INSTRUCTIONS FOR THE TASK: Return each record exactly as it appears, so that nothing is dropped or altered.

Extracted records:
+---+
use std::sync::Arc;
use std::time::Duration;

use async_trait::async_trait;
use redis::{AsyncCommands, Client as RedisClient, aio::MultiplexedConnection};

use crate::cache::keys::{bucket_generation_key, bucket_messages_key};
use crate::database::{MessageSource, StoreError};
use crate::geo::BroadCoordinate;
use crate::models::Message;

/// 带 Redis 缓存的消息记录源
///
/// 只缓存按桶查询的结果。每个桶有一个代数计数器，缓存键里带着读取时的代数；
/// 写入消息后代数自增，之前读到旧数据的请求即使晚些回写，也只会写到不再被
/// 读取的旧键上。Redis 出错时记录日志后直接回落到底层记录源。
pub struct CachedMessageSource {
    inner: Arc<dyn MessageSource>,
    redis: Arc<RedisClient>,
    ttl: Duration,
}

impl CachedMessageSource {
    pub fn new(inner: Arc<dyn MessageSource>, redis: Arc<RedisClient>, ttl: Duration) -> Self {
        Self { inner, redis, ttl }
    }

    async fn connection(&self) -> Option<MultiplexedConnection> {
        match self.redis.get_multiplexed_async_connection().await {
            Ok(conn) => Some(conn),
            Err(e) => {
                tracing::warn!("Redis unavailable, bypassing message cache: {}", e);
                None
            }
        }
    }

    async fn generation(&self, conn: &mut MultiplexedConnection, bucket: BroadCoordinate) -> Option<u64> {
        let key = bucket_generation_key(bucket);
        let generation: redis::RedisResult<Option<u64>> = conn.get(key.as_str()).await;
        match generation {
            Ok(generation) => Some(generation.unwrap_or(0)),
            Err(e) => {
                tracing::warn!("Failed to read cache generation {}: {}", key, e);
                None
            }
        }
    }

    async fn cached_bucket(&self, conn: &mut MultiplexedConnection, key: &str) -> Option<Vec<Message>> {
        let cached: redis::RedisResult<Option<String>> = conn.get(key).await;
        match cached {
            Ok(Some(json_str)) => match serde_json::from_str::<Vec<Message>>(&json_str) {
                Ok(messages) => {
                    tracing::debug!("Get bucket messages from cache: {}", key);
                    Some(messages)
                }
                Err(e) => {
                    tracing::warn!("Discarding malformed cache entry {}: {}", key, e);
                    None
                }
            },
            Ok(None) => None,
            Err(e) => {
                tracing::warn!("Failed to read cache {}: {}", key, e);
                None
            }
        }
    }

    async fn store_bucket(&self, conn: &mut MultiplexedConnection, key: &str, messages: &[Message]) {
        let Ok(json_str) = serde_json::to_string(messages) else {
            return;
        };
        let result: redis::RedisResult<()> = conn.set_ex(key, json_str, self.ttl.as_secs()).await;
        match result {
            Ok(()) => tracing::debug!("Set bucket messages to cache: {}", key),
            Err(e) => tracing::warn!("Failed to write cache {}: {}", key, e),
        }
    }

    async fn bump_generation(&self, bucket: BroadCoordinate) {
        let Some(mut conn) = self.connection().await else {
            return;
        };
        let key = bucket_generation_key(bucket);
        let result: redis::RedisResult<u64> = conn.incr(key.as_str(), 1u64).await;
        if let Err(e) = result {
            tracing::warn!("Failed to bump cache generation {}: {}", key, e);
        }
    }
}

#[async_trait]
impl MessageSource for CachedMessageSource {
    async fn insert(&self, message: Message) -> Result<(), StoreError> {
        let bucket = message.broad_coordinate;
        self.inner.insert(message).await?;
        // 写入成功后才自增代数，之后的读取都会错过旧缓存
        self.bump_generation(bucket).await;
        Ok(())
    }

    async fn all(&self) -> Result<Vec<Message>, StoreError> {
        self.inner.all().await
    }

    async fn find_by_id(&self, msg_id: &str) -> Result<Option<Message>, StoreError> {
        self.inner.find_by_id(msg_id).await
    }

    async fn find_by_broad_coordinate(&self, bucket: BroadCoordinate) -> Result<Vec<Message>, StoreError> {
        let Some(mut conn) = self.connection().await else {
            return self.inner.find_by_broad_coordinate(bucket).await;
        };
        // 代数必须在读取底层记录源之前取得
        let Some(generation) = self.generation(&mut conn, bucket).await else {
            return self.inner.find_by_broad_coordinate(bucket).await;
        };

        let key = bucket_messages_key(bucket, generation);
        if let Some(messages) = self.cached_bucket(&mut conn, &key).await {
            return Ok(messages);
        }

        let messages = self.inner.find_by_broad_coordinate(bucket).await?;
        self.store_bucket(&mut conn, &key, &messages).await;
        Ok(messages)
    }
}

#[cfg(test)]
mod tests {
    use super::*;
    use crate::database::MemoryMessageSource;
    use crate::geo::{Coordinate, Quantizer};
    use chrono::Utc;

    fn unreachable_cache() -> CachedMessageSource {
        // 端口 1 上没有 Redis，所有缓存操作都会失败
        let client = RedisClient::open("redis://127.0.0.1:1").unwrap();
        CachedMessageSource::new(
            Arc::new(MemoryMessageSource::new()),
            Arc::new(client),
            Duration::from_secs(60),
        )
    }

    fn message(msg_id: &str, latitude: f64, longitude: f64) -> Message {
        Message {
            msg_id: msg_id.to_string(),
            user_id: "u1".to_string(),
            content: "hi".to_string(),
            precise_coordinate: Coordinate { latitude, longitude },
            broad_coordinate: Quantizer::default().quantize(latitude, longitude).unwrap(),
            created_at: Utc::now(),
        }
    }

    #[tokio::test]
    async fn test_unreachable_redis_falls_back_to_inner() {
        let source = unreachable_cache();
        let m1 = message("m1", 48.8566, 2.3522);
        source.insert(m1.clone()).await.unwrap();
        source.insert(message("m2", -33.8688, 151.2093)).await.unwrap();

        let found = source.find_by_broad_coordinate(m1.broad_coordinate).await.unwrap();
        assert_eq!(found, vec![m1.clone()]);

        assert_eq!(source.find_by_id("m1").await.unwrap(), Some(m1));
        assert_eq!(source.all().await.unwrap().len(), 2);
    }

    #[tokio::test]
    async fn test_unreachable_redis_keeps_duplicate_detection() {
        let source = unreachable_cache();
        source.insert(message("m1", 1.0, 1.0)).await.unwrap();
        let err = source.insert(message("m1", 2.0, 2.0)).await.unwrap_err();
        assert!(matches!(err, StoreError::Duplicate(id) if id == "m1"));
    }
}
+---+
RESULT:
use std::sync::Arc;
use std::time::Duration;

use async_trait::async_trait;
use redis::{AsyncCommands, Client as RedisClient, aio::MultiplexedConnection};

use crate::cache::keys::{bucket_generation_key, bucket_messages_key};
use crate::database::{MessageSource, StoreError};
use crate::geo::BroadCoordinate;
use crate::models::Message;

/// 带 Redis 缓存的消息记录源
///
/// 只缓存按桶查询的结果。每个桶有一个代数计数器，缓存键里带着读取时的代数；
/// 写入消息后代数自增，之前读到旧数据的请求即使晚些回写，也只会写到不再被
/// 读取的旧键上。Redis 出错时记录日志后直接回落到底层记录源。
pub struct CachedMessageSource {
    inner: Arc<dyn MessageSource>,
    redis: Arc<RedisClient>,
    ttl: Duration,
}

impl CachedMessageSource {
    pub fn new(inner: Arc<dyn MessageSource>, redis: Arc<RedisClient>, ttl: Duration) -> Self {
        Self { inner, redis, ttl }
    }

    async fn connection(&self) -> Option<MultiplexedConnection> {
        match self.redis.get_multiplexed_async_connection().await {
            Ok(conn) => Some(conn),
            Err(e) => {
                tracing::warn!("Redis unavailable, bypassing message cache: {}", e);
                None
            }
        }
    }

    async fn generation(&self, conn: &mut MultiplexedConnection, bucket: BroadCoordinate) -> Option<u64> {
        let key = bucket_generation_key(bucket);
        let generation: redis::RedisResult<Option<u64>> = conn.get(key.as_str()).await;
        match generation {
            Ok(generation) => Some(generation.unwrap_or(0)),
            Err(e) => {
                tracing::warn!("Failed to read cache generation {}: {}", key, e);
                None
            }
        }
    }

    async fn cached_bucket(&self, conn: &mut MultiplexedConnection, key: &str) -> Option<Vec<Message>> {
        let cached: redis::RedisResult<Option<String>> = conn.get(key).await;
        match cached {
            Ok(Some(json_str)) => match serde_json::from_str::<Vec<Message>>(&json_str) {
                Ok(messages) => {
                    tracing::debug!("Get bucket messages from cache: {}", key);
                    Some(messages)
                }
                Err(e) => {
                    tracing::warn!("Discarding malformed cache entry {}: {}", key, e);
                    None
                }
            },
            Ok(None) => None,
            Err(e) => {
                tracing::warn!("Failed to read cache {}: {}", key, e);
                None
            }
        }
    }

    async fn store_bucket(&self, conn: &mut MultiplexedConnection, key: &str, messages: &[Message]) {
        let Ok(json_str) = serde_json::to_string(messages) else {
            return;
        };
        let result: redis::RedisResult<()> = conn.set_ex(key, json_str, self.ttl.as_secs()).await;
        match result {
            Ok(()) => tracing::debug!("Set bucket messages to cache: {}", key),
            Err(e) => tracing::warn!("Failed to write cache {}: {}", key, e),
        }
    }

    async fn bump_generation(&self, bucket: BroadCoordinate) {
        let Some(mut conn) = self.connection().await else {
            return;
        };
        let key = bucket_generation_key(bucket);
        let result: redis::RedisResult<u64> = conn.incr(key.as_str(), 1u64).await;
        if let Err(e) = result {
            tracing::warn!("Failed to bump cache generation {}: {}", key, e);
        }
    }
}

#[async_trait]
impl MessageSource for CachedMessageSource {
    async fn insert(&self, message: Message) -> Result<(), StoreError> {
        let bucket = message.broad_coordinate;
        self.inner.insert(message).await?;
        // 写入成功后才自增代数，之后的读取都会错过旧缓存
        self.bump_generation(bucket).await;
        Ok(())
    }

    async fn all(&self) -> Result<Vec<Message>, StoreError> {
        self.inner.all().await
    }

    async fn find_by_id(&self, msg_id: &str) -> Result<Option<Message>, StoreError> {
        self.inner.find_by_id(msg_id).await
    }

    async fn find_by_broad_coordinate(&self, bucket: BroadCoordinate) -> Result<Vec<Message>, StoreError> {
        let Some(mut conn) = self.connection().await else {
            return self.inner.find_by_broad_coordinate(bucket).await;
        };
        // 代数必须在读取底层记录源之前取得
        let Some(generation) = self.generation(&mut conn, bucket).await else {
            return self.inner.find_by_broad_coordinate(bucket).await;
        };

        let key = bucket_messages_key(bucket, generation);
        if let Some(messages) = self.cached_bucket(&mut conn, &key).await {
            return Ok(messages);
        }

        let messages = self.inner.find_by_broad_coordinate(bucket).await?;
        self.store_bucket(&mut conn, &key, &messages).await;
        Ok(messages)
    }
}

#[cfg(test)]
mod tests {
    use super::*;
    use crate::database::MemoryMessageSource;
    use crate::geo::{Coordinate, Quantizer};
    use chrono::Utc;

    fn unreachable_cache() -> CachedMessageSource {
        // 端口 1 上没有 Redis，所有缓存操作都会失败
        let client = RedisClient::open("redis://127.0.0.1:1").unwrap();
        CachedMessageSource::new(
            Arc::new(MemoryMessageSource::new()),
            Arc::new(client),
            Duration::from_secs(60),
        )
    }

    fn message(msg_id: &str, latitude: f64, longitude: f64) -> Message {
        Message {
            msg_id: msg_id.to_string(),
            user_id: "u1".to_string(),
            content: "hi".to_string(),
            precise_coordinate: Coordinate { latitude, longitude },
            broad_coordinate: Quantizer::default().quantize(latitude, longitude).unwrap(),
            created_at: Utc::now(),
        }
    }

    #[tokio::test]
    async fn test_unreachable_redis_falls_back_to_inner() {
        let source = unreachable_cache();
        let m1 = message("m1", 48.8566, 2.3522);
        source.insert(m1.clone()).await.unwrap();
        source.insert(message("m2", -33.8688, 151.2093)).await.unwrap();

        let found = source.find_by_broad_coordinate(m1.broad_coordinate).await.unwrap();
        assert_eq!(found, vec![m1.clone()]);

        assert_eq!(source.find_by_id("m1").await.unwrap(), Some(m1));
        assert_eq!(source.all().await.unwrap().len(), 2);
    }

    #[tokio::test]
    async fn test_unreachable_redis_keeps_duplicate_detection() {
        let source = unreachable_cache();
        source.insert(message("m1", 1.0, 1.0)).await.unwrap();
        let err = source.insert(message("m1", 2.0, 2.0)).await.unwrap_err();
        assert!(matches!(err, StoreError::Duplicate(id) if id == "m1"));
    }
}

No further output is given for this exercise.